» PROBLEM DETAILS: Could you reproduce the lines below from the one with "authorization field value." through the one with "pub struct RequestContext"? Keep both ends and add nothing.

ENTRIES SUPPLIED Block Start

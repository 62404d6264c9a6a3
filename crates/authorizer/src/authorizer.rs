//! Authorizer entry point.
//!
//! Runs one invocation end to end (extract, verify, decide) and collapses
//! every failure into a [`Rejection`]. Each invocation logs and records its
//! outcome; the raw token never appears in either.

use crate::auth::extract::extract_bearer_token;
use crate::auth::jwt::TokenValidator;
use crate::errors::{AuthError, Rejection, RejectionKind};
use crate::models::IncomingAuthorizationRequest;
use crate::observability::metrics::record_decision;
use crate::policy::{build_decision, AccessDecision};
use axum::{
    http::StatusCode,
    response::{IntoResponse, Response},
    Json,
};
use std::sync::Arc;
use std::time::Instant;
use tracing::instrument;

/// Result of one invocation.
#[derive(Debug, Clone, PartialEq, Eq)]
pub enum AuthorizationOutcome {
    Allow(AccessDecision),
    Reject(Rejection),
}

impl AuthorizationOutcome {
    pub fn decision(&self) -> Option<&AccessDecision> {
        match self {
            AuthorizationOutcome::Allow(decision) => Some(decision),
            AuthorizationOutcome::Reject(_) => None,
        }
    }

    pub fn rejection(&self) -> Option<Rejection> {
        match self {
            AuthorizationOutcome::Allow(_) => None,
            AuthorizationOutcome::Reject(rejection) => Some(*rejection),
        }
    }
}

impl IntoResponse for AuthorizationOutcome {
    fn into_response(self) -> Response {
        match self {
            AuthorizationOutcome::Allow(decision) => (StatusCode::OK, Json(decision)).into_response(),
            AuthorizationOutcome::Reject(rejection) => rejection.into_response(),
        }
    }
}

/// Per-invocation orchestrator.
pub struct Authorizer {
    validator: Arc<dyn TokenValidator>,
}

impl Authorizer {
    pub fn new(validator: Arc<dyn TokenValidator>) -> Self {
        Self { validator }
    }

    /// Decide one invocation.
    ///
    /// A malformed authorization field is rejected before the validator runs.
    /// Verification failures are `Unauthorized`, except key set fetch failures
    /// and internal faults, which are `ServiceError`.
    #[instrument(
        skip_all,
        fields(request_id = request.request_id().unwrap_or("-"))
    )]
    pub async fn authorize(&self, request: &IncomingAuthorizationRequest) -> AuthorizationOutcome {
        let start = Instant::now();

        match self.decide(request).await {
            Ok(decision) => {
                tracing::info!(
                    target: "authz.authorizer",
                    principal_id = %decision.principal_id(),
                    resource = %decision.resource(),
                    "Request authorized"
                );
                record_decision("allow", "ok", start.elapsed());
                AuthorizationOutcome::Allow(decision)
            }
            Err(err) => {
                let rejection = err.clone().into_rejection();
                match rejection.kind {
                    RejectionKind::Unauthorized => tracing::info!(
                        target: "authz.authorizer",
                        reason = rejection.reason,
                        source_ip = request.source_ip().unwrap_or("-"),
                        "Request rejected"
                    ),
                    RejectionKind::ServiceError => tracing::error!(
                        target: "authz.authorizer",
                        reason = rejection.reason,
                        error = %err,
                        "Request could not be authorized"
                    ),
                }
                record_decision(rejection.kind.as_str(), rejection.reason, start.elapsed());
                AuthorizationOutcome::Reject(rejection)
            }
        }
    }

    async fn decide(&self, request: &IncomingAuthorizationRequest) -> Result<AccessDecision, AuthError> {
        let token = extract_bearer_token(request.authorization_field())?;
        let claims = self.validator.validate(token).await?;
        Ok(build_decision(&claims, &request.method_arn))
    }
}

ENTRIES SUPPLIED Block End
ENTRIES SUPPLIED Block Start

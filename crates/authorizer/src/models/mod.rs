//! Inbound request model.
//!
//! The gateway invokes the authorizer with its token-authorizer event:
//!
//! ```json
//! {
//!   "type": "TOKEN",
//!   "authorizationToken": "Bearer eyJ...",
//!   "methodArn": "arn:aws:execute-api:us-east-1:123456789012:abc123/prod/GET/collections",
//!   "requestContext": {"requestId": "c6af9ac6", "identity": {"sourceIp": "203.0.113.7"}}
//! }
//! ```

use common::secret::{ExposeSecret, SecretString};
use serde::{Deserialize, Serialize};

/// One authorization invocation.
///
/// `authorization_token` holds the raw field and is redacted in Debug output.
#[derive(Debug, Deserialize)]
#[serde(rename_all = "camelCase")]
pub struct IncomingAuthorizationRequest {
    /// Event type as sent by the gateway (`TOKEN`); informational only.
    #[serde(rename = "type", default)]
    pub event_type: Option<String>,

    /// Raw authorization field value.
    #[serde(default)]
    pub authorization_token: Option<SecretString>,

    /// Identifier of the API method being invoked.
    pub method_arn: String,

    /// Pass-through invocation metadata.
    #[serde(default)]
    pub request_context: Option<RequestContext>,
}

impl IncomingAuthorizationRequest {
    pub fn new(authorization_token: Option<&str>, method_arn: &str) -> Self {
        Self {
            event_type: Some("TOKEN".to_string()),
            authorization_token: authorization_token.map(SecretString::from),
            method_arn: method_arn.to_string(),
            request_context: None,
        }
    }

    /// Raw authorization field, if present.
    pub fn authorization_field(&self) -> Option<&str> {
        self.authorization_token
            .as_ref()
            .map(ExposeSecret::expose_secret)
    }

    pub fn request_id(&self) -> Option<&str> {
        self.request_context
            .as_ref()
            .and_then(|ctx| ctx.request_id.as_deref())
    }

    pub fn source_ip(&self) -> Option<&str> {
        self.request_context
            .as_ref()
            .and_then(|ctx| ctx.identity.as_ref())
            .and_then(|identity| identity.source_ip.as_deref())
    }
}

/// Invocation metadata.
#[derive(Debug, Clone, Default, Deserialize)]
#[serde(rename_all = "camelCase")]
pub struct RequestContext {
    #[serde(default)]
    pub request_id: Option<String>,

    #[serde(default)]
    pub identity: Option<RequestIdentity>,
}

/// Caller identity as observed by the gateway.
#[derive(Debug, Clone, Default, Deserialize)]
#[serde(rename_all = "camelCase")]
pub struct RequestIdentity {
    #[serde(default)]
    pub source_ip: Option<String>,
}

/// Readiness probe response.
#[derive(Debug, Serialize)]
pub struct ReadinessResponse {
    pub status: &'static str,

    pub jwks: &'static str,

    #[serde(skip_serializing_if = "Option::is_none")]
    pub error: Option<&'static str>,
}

ENTRIES SUPPLIED Block End
ENTRIES SUPPLIED Block Start

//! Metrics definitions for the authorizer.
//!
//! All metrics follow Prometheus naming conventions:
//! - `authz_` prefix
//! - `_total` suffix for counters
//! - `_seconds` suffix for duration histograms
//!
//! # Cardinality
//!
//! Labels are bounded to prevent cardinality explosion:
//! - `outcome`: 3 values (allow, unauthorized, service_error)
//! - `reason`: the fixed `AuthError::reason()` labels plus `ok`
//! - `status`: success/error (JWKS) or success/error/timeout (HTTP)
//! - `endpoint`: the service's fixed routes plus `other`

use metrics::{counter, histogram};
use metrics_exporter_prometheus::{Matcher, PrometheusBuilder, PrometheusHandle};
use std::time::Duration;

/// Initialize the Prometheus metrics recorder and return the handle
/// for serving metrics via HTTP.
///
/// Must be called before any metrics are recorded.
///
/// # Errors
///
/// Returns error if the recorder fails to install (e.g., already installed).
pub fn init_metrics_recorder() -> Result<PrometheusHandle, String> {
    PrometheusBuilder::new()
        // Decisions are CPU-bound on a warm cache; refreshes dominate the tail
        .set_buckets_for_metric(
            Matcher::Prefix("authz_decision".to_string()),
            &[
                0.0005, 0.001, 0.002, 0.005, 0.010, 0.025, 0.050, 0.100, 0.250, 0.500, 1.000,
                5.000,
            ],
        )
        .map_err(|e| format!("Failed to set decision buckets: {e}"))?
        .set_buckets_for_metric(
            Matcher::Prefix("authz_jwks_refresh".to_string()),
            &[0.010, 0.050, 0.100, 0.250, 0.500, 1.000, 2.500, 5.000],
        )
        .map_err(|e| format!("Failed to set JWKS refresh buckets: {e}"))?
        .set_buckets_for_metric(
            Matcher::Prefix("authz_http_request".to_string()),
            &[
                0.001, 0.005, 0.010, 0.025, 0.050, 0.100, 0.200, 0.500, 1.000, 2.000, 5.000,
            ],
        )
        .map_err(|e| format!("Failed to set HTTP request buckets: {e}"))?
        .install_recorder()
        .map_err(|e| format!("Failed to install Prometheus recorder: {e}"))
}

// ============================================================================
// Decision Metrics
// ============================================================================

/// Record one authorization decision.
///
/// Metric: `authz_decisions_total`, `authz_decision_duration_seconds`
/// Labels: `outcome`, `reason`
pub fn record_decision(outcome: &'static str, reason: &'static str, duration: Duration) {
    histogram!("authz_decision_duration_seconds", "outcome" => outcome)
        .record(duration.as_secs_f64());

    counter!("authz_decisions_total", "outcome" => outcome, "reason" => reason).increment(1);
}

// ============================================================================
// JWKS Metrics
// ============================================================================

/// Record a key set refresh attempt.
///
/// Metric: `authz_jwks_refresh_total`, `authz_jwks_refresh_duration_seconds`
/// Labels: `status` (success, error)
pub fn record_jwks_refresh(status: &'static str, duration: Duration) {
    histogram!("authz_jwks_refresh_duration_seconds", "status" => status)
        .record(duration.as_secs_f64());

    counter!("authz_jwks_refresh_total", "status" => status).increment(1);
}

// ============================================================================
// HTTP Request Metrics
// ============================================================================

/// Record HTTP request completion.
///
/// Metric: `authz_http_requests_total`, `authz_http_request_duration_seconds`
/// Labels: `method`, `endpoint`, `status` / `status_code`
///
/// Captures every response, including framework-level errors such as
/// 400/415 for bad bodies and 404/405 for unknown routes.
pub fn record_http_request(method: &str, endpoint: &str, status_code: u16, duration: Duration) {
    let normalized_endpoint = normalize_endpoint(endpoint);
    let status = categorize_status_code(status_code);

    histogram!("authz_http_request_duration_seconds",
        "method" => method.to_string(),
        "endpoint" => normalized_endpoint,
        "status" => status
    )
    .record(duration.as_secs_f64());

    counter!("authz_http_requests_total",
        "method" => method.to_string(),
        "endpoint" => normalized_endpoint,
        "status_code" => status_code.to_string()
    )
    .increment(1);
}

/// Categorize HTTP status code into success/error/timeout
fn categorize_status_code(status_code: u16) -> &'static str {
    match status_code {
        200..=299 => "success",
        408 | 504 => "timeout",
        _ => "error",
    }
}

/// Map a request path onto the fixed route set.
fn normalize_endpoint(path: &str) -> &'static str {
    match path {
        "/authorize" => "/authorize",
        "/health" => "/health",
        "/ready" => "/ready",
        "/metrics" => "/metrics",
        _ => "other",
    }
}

ENTRIES SUPPLIED Block End

» TASK SOLUTION:
    /// Raw authorization field value.
    #[serde(default)]
    pub authorization_token: Option<SecretString>,

    /// Identifier of the API method being invoked.
    pub method_arn: String,

    /// Pass-through invocation metadata.
    #[serde(default)]
    pub request_context: Option<RequestContext>,
}

impl IncomingAuthorizationRequest {
    pub fn new(authorization_token: Option<&str>, method_arn: &str) -> Self {
        Self {
            event_type: Some("TOKEN".to_string()),
            authorization_token: authorization_token.map(SecretString::from),
            method_arn: method_arn.to_string(),
            request_context: None,
        }
    }

    /// Raw authorization field, if present.
    pub fn authorization_field(&self) -> Option<&str> {
        self.authorization_token
            .as_ref()
            .map(ExposeSecret::expose_secret)
    }

    pub fn request_id(&self) -> Option<&str> {
        self.request_context
            .as_ref()
            .and_then(|ctx| ctx.request_id.as_deref())
    }

    pub fn source_ip(&self) -> Option<&str> {
        self.request_context
            .as_ref()
            .and_then(|ctx| ctx.identity.as_ref())
            .and_then(|identity| identity.source_ip.as_deref())
    }
}

/// Invocation metadata.
#[derive(Debug, Clone, Default, Deserialize)]
#[serde(rename_all = "camelCase")]
pub struct RequestContext {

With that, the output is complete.